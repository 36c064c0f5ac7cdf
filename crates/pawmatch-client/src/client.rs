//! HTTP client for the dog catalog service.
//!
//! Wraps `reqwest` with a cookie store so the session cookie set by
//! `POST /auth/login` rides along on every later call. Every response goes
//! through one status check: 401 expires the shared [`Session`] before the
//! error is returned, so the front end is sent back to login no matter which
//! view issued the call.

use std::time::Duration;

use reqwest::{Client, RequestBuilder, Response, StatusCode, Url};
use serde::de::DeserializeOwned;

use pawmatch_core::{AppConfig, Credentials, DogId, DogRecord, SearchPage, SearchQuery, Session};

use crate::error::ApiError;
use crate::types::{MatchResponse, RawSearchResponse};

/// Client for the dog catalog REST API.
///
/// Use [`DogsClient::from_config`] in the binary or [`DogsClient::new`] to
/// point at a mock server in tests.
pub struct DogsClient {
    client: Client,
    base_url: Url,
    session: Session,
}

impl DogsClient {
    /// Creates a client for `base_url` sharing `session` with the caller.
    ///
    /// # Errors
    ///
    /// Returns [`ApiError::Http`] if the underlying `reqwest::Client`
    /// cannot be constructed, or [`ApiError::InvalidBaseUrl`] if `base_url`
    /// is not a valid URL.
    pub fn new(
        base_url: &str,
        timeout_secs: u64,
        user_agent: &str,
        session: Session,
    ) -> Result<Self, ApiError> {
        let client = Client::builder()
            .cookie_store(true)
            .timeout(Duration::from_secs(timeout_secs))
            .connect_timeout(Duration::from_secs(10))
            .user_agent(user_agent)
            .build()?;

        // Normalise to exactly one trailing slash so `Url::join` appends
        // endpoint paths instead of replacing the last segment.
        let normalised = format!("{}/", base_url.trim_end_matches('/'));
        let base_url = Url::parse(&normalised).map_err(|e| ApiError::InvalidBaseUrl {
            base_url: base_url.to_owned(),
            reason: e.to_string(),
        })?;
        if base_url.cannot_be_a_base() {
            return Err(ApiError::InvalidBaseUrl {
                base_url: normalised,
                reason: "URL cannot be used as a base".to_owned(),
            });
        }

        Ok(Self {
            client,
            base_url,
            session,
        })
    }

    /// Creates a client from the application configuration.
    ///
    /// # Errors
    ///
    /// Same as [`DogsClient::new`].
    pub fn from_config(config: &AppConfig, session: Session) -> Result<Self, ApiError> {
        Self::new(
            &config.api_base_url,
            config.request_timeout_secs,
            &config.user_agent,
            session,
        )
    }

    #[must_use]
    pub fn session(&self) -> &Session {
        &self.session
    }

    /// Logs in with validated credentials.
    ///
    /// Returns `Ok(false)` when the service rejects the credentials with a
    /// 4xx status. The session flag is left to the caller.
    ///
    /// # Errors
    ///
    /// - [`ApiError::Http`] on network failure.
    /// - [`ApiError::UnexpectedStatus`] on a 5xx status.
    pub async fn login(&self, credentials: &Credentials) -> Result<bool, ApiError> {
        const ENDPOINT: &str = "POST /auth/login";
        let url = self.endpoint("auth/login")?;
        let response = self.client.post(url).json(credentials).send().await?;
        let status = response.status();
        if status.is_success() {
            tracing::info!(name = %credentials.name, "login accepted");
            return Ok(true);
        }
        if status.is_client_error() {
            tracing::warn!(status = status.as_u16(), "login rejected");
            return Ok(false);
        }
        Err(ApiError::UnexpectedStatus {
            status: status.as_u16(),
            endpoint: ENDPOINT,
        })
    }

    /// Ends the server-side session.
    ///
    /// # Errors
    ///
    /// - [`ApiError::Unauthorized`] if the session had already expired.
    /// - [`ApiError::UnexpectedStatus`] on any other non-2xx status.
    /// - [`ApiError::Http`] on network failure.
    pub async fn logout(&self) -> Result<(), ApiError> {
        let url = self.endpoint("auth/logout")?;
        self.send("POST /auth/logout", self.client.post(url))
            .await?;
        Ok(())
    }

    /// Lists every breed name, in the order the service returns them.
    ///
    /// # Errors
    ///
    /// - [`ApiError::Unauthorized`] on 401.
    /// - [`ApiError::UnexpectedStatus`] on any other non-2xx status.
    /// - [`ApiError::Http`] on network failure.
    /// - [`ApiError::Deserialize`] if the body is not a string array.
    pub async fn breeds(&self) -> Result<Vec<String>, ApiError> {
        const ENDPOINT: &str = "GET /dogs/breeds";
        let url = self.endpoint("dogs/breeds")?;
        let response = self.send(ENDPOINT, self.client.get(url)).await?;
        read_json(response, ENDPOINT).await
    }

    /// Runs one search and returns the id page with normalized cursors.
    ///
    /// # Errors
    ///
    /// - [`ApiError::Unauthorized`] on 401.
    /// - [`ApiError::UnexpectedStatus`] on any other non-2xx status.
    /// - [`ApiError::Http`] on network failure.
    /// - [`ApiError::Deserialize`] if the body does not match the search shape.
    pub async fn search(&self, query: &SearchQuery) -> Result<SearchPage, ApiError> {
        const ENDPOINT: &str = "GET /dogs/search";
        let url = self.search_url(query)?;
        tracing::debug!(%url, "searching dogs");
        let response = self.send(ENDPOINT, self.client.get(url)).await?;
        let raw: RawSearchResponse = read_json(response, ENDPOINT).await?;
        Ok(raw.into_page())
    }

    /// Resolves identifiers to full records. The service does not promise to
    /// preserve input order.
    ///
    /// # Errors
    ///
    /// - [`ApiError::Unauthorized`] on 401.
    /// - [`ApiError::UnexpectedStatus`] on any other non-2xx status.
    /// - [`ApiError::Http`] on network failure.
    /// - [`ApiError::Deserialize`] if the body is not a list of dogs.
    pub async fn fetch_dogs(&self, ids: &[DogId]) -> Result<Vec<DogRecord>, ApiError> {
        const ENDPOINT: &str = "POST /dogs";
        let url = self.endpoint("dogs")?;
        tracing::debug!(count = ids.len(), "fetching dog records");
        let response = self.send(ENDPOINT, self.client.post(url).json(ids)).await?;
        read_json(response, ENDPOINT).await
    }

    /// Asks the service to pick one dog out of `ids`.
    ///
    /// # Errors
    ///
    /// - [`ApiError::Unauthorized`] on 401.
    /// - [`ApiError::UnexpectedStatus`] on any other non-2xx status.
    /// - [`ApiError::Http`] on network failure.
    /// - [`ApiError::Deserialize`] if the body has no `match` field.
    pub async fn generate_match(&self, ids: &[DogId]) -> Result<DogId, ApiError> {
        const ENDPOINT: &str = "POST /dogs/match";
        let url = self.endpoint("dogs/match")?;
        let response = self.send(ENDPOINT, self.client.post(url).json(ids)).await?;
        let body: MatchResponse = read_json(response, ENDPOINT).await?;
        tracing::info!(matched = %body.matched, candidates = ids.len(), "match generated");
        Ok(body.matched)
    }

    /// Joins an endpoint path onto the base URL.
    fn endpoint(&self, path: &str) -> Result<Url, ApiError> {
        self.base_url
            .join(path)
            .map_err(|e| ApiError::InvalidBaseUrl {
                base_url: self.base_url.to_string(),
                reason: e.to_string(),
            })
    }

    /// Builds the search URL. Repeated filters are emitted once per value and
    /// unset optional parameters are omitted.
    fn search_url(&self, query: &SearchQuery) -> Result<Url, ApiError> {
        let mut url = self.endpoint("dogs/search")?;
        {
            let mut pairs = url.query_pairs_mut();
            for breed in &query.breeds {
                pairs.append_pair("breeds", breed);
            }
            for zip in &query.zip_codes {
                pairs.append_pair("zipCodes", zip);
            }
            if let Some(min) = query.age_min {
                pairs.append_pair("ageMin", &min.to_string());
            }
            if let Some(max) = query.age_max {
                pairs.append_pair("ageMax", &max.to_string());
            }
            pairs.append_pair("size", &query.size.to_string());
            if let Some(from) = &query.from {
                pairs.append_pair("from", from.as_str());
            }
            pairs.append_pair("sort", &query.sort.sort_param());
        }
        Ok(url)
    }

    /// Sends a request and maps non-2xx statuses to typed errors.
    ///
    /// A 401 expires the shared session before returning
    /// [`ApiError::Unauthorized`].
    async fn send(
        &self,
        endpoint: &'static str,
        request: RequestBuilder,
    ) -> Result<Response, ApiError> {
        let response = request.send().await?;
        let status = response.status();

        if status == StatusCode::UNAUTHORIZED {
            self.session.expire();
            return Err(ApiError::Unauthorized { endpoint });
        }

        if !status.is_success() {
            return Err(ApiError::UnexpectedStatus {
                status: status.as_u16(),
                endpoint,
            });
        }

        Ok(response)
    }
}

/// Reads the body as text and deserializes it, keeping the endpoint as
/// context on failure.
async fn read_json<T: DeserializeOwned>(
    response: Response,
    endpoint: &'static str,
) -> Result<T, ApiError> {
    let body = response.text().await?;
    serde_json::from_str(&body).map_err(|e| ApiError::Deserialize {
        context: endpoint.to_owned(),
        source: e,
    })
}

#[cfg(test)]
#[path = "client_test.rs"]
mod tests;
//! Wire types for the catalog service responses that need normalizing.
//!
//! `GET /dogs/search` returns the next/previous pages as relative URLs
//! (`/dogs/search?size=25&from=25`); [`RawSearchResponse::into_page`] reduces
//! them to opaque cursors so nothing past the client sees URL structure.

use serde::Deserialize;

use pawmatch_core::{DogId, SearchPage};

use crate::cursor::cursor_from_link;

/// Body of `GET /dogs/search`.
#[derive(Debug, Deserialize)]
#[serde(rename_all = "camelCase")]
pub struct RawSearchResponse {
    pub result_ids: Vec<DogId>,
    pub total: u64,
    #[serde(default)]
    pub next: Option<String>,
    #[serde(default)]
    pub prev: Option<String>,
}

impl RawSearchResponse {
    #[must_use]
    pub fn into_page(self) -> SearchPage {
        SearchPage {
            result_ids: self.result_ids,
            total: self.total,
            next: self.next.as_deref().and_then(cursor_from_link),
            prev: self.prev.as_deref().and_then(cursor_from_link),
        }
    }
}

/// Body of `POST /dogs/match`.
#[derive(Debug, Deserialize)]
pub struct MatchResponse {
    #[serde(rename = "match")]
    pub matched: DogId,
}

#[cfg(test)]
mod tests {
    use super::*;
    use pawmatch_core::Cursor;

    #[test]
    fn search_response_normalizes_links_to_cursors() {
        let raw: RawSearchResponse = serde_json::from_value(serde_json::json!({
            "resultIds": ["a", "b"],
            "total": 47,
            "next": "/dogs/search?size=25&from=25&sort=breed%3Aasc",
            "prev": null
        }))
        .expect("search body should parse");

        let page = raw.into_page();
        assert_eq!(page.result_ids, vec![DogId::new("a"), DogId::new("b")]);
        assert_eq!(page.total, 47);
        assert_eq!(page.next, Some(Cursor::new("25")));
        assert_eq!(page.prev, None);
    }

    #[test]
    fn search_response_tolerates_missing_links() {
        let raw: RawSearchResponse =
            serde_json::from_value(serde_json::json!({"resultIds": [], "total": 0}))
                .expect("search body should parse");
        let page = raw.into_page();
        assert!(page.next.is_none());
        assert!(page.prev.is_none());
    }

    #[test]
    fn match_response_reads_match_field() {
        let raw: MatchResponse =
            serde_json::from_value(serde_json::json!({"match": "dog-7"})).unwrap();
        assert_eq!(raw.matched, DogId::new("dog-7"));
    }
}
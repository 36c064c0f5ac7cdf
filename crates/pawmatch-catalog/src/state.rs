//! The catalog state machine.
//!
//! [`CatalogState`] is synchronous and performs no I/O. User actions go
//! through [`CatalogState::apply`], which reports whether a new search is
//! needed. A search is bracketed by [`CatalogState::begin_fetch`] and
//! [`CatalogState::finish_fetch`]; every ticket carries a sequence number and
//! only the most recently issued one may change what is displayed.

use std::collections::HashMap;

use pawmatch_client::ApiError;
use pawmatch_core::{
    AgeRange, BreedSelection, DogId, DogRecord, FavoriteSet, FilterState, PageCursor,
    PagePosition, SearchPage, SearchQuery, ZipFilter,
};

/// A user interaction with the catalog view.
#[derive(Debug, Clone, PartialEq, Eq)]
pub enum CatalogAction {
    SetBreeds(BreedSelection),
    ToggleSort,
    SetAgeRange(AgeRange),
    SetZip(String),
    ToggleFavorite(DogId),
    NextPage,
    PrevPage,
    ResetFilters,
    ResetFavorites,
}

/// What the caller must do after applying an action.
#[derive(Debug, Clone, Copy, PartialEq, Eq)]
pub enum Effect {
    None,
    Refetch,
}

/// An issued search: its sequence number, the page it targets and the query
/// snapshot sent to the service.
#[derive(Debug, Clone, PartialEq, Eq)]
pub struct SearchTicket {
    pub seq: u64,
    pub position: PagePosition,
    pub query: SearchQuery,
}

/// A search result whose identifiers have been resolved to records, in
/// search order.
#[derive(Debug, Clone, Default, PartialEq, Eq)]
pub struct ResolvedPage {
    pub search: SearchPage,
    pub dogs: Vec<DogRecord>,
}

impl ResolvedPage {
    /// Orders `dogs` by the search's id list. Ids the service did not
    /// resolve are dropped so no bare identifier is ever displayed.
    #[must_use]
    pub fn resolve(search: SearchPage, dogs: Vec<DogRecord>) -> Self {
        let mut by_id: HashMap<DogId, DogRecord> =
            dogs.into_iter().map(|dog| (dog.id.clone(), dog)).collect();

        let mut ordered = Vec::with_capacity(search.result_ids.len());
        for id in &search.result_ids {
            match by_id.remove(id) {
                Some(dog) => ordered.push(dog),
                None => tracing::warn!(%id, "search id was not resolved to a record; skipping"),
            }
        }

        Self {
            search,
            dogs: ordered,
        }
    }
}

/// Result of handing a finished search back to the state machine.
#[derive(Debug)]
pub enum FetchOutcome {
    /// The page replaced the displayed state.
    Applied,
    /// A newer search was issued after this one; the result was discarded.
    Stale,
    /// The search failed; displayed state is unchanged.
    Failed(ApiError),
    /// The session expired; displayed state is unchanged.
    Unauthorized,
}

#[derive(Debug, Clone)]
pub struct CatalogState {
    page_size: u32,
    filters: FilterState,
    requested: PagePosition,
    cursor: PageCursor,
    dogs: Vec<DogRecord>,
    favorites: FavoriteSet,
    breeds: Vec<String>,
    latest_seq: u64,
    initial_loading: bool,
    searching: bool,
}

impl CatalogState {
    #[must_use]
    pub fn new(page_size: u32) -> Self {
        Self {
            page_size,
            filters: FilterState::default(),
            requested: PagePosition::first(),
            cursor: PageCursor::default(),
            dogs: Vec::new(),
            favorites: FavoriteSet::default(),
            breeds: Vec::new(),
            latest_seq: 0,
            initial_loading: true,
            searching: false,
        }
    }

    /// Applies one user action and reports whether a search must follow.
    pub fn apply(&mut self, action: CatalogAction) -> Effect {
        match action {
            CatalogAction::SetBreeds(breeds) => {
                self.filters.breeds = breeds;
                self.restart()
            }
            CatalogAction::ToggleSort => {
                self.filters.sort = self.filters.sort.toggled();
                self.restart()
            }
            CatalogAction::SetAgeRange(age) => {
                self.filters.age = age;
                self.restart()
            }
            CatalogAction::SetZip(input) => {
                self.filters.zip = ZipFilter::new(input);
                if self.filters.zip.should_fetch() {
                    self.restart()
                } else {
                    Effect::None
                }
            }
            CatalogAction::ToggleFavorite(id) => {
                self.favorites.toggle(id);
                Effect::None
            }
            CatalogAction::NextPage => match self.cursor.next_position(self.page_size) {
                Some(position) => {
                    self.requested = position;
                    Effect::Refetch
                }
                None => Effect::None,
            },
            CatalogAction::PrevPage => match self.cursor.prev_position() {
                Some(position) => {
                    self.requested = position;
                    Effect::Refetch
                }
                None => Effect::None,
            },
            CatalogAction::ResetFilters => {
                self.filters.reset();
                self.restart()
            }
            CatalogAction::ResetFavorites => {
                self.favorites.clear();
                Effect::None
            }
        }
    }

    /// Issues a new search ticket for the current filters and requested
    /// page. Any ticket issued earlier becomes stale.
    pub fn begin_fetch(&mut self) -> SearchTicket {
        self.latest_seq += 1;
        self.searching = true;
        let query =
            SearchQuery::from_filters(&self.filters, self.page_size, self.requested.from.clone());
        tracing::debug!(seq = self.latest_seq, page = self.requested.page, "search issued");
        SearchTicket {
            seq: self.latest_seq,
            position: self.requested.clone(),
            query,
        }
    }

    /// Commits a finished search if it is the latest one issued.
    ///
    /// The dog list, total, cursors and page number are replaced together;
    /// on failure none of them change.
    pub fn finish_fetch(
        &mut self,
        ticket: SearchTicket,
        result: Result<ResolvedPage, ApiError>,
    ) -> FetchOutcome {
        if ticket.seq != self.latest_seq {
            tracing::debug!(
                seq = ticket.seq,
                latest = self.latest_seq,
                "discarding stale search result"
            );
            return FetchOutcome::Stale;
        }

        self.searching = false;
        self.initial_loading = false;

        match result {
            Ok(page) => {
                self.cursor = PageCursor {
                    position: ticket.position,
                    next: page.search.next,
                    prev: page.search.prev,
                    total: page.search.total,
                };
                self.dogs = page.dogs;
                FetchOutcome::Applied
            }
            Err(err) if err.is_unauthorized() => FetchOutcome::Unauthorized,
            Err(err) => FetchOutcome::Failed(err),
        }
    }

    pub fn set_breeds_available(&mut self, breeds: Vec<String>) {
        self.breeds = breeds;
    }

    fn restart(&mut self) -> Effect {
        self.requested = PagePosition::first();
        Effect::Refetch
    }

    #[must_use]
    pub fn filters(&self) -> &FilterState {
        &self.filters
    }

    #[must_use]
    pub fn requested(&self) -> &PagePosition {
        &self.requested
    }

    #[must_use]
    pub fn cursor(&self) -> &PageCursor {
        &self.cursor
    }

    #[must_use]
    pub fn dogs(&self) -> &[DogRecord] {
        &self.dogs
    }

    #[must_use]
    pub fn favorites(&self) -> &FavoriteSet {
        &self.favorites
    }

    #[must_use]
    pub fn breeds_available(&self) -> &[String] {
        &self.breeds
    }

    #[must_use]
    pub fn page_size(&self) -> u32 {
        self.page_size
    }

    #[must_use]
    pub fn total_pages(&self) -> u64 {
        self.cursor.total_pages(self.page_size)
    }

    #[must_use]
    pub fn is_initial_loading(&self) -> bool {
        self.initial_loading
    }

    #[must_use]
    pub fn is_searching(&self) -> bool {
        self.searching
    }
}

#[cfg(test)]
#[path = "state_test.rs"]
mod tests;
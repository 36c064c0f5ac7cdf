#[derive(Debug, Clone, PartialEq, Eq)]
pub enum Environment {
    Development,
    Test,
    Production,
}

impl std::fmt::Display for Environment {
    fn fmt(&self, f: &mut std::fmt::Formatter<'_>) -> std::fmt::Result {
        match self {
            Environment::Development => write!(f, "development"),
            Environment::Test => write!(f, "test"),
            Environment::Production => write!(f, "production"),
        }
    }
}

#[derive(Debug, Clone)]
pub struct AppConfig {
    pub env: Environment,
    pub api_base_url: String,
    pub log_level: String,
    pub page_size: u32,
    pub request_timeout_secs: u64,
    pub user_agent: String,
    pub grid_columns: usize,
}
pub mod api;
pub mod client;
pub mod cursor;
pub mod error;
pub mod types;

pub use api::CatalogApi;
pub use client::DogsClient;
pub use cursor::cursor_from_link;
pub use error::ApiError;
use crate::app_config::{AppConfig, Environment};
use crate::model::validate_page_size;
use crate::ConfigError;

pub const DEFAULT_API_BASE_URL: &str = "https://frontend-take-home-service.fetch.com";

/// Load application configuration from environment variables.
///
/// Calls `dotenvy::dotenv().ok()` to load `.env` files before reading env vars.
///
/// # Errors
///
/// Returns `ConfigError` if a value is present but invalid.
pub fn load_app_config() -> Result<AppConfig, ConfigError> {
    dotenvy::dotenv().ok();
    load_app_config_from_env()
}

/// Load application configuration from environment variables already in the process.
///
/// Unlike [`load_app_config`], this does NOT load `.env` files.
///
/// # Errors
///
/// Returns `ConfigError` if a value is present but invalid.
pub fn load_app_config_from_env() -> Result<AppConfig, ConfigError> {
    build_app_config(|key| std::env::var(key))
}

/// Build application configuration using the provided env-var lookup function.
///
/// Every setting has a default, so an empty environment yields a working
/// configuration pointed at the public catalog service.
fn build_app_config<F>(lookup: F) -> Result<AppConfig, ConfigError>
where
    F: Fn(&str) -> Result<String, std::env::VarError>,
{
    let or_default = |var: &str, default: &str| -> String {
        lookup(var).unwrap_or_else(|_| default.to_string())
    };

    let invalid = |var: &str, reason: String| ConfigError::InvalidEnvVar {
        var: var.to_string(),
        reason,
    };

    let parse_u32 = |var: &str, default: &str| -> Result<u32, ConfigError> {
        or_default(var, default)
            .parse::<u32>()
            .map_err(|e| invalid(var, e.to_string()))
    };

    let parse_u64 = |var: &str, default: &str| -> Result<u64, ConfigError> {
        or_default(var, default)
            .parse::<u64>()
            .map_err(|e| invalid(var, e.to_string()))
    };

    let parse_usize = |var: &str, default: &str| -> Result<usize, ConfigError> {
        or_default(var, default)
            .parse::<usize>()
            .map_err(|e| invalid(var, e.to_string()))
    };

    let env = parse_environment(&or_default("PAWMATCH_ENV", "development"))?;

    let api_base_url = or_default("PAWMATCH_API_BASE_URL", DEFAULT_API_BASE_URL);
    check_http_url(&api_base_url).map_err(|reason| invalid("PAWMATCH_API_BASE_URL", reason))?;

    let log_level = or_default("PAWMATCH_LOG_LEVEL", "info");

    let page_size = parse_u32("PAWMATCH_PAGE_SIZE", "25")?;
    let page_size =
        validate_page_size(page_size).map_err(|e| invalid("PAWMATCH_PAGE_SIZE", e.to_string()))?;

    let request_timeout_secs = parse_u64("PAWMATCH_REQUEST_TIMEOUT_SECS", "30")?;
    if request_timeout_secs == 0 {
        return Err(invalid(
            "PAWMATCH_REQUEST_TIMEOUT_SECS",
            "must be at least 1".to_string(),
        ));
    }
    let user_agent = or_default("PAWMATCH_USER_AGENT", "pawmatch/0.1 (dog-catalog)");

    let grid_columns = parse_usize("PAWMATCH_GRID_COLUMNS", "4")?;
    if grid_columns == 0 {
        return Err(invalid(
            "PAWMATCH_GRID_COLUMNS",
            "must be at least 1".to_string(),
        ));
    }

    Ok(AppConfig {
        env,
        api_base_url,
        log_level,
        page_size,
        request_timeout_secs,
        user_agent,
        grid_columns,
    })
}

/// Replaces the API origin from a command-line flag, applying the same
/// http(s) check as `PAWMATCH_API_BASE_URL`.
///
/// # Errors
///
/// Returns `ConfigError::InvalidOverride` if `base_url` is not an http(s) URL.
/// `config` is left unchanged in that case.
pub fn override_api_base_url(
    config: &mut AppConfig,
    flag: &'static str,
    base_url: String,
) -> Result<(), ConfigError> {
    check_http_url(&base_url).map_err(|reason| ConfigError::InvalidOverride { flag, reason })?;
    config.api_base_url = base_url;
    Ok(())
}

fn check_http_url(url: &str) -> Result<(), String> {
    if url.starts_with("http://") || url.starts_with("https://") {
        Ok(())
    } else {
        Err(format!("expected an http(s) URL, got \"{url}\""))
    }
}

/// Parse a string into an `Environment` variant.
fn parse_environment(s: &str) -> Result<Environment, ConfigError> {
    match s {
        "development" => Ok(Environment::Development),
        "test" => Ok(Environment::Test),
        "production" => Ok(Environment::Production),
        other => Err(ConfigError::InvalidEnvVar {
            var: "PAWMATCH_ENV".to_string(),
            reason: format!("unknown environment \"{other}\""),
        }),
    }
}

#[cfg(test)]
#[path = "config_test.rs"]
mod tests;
________
What you are asked to do: Look through the listing and return each line containing the word "static".

Solution to the problem:
        endpoint: &'static str,
    endpoint: &'static str,
    flag: &'static str,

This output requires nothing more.